Тору пожал плечами. В самом деле, почему он ожидал ответа? Если Юмэ был частью подсознания, ответ уже был известен, но, если он действительно мистически общался во сне с настоящим человеком, то ему не стоило на что-то рассчитывать.

– В прошлый раз ты намекал, что я смогу показать тебе картины, – вспомнил Тору, – но я не могу сделать это во сне.

– Это другое, – ответил Юмэ, – ты научишься чуть позже. Эти картины же, говоря совсем грубо, продукт твоего ума? Как и сон. Научишься визуализировать и сможешь показать. Да хоть на стены повесить и галерею тут устроить. Ты бывал в картинных галереях?

– Бывал, – кивнул Тору.

– Я тоже.

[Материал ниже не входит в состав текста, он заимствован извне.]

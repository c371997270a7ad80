use statboard::prelude::*;
use statboard::{SnapshotConfig, StatsDBBuilder};
use tempfile::NamedTempFile;

fn write(uuid: &str) -> UpdatePlayerRequest {
    let mut stats = StatsDocument::scaffold();
    stats.group_mut(StatGroup::Mined).insert("minecraft:stone", 12);
    UpdatePlayerRequest {
        server: ServerIdentifier::new("survival", 4),
        uuid: uuid.into(),
        name: format!("player-{}", uuid),
        stats,
        advancements: vec![AdvancementInput::new("minecraft:story/root", true)],
    }
}

#[test]
fn test_snapshot_persistence() {
    let _ = env_logger::builder().is_test(true).try_init();
    let temp = NamedTempFile::new().unwrap();
    let path = temp.path();

    let written = {
        let db = StatsDBBuilder::new().snapshot_path(path).build().unwrap();
        let record = db.upsert_player(write("u1")).unwrap();
        db.sync().unwrap();
        record
    };

    {
        let db = StatsDBBuilder::new().snapshot_path(path).build().unwrap();
        let restored = db
            .get_player(&ServerIdentifier::new("survival", 4), "u1")
            .unwrap()
            .unwrap();
        assert_eq!(restored, written);
    }
}

#[test]
fn test_snapshot_auto_save() {
    let temp = NamedTempFile::new().unwrap();
    let path = temp.path();

    {
        let config = Config::default().with_snapshot(SnapshotConfig {
            auto_snapshot_ops: Some(5),
        });
        let db = StatsDBBuilder::new()
            .snapshot_path(path)
            .config(config)
            .build()
            .unwrap();

        for i in 0..10 {
            db.upsert_player(write(&format!("u{}", i))).unwrap();
        }

        // read the file while the writer is still alive
        let reader = StatsDBBuilder::new().snapshot_path(path).build().unwrap();
        assert_eq!(reader.stats().unwrap().document_count, 10);
        reader.close().unwrap();
    }
}

#[test]
fn test_snapshot_drop_saves() {
    let temp = NamedTempFile::new().unwrap();
    let path = temp.path();

    {
        let db = StatsDBBuilder::new().snapshot_path(path).build().unwrap();
        db.upsert_player(write("dropped")).unwrap();
    }

    {
        let db = StatsDBBuilder::new().snapshot_path(path).build().unwrap();
        let server = ServerIdentifier::new("survival", 4);
        assert!(db.get_player(&server, "dropped").unwrap().is_some());
    }
}

#[test]
fn test_corrupt_length_fails_open() {
    use std::io::Write;

    let mut temp = NamedTempFile::new().unwrap();
    temp.write_all(b"STATBOARD_SNAPSHOT").unwrap();
    temp.write_all(&[1]).unwrap();
    temp.write_all(&[0u8; 16]).unwrap();
    temp.write_all(&u64::MAX.to_le_bytes()).unwrap();
    temp.flush().unwrap();

    let result = StatsDBBuilder::new().snapshot_path(temp.path()).build();
    assert!(matches!(result, Err(StatsError::InvalidFormat)));
}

Так скучно-скучно, ходишь мимо рядов и залов, делаешь вид, что ценитель и что-то смыслишь, а потом врезаешься взглядом в какое-нибудь чудное полотно и, уже взаправду, видишь в нём что-то. И уже, вроде бы, не дурак, и никто не может смотреть на тебя снисходительно. Только спросят потом: «А какая картина больше всего понравилась?», а ты так увлёкся мазками и линиями, что ни автора, ни названия не запомнил. И тебя снова могут назвать дураком. И так по кругу.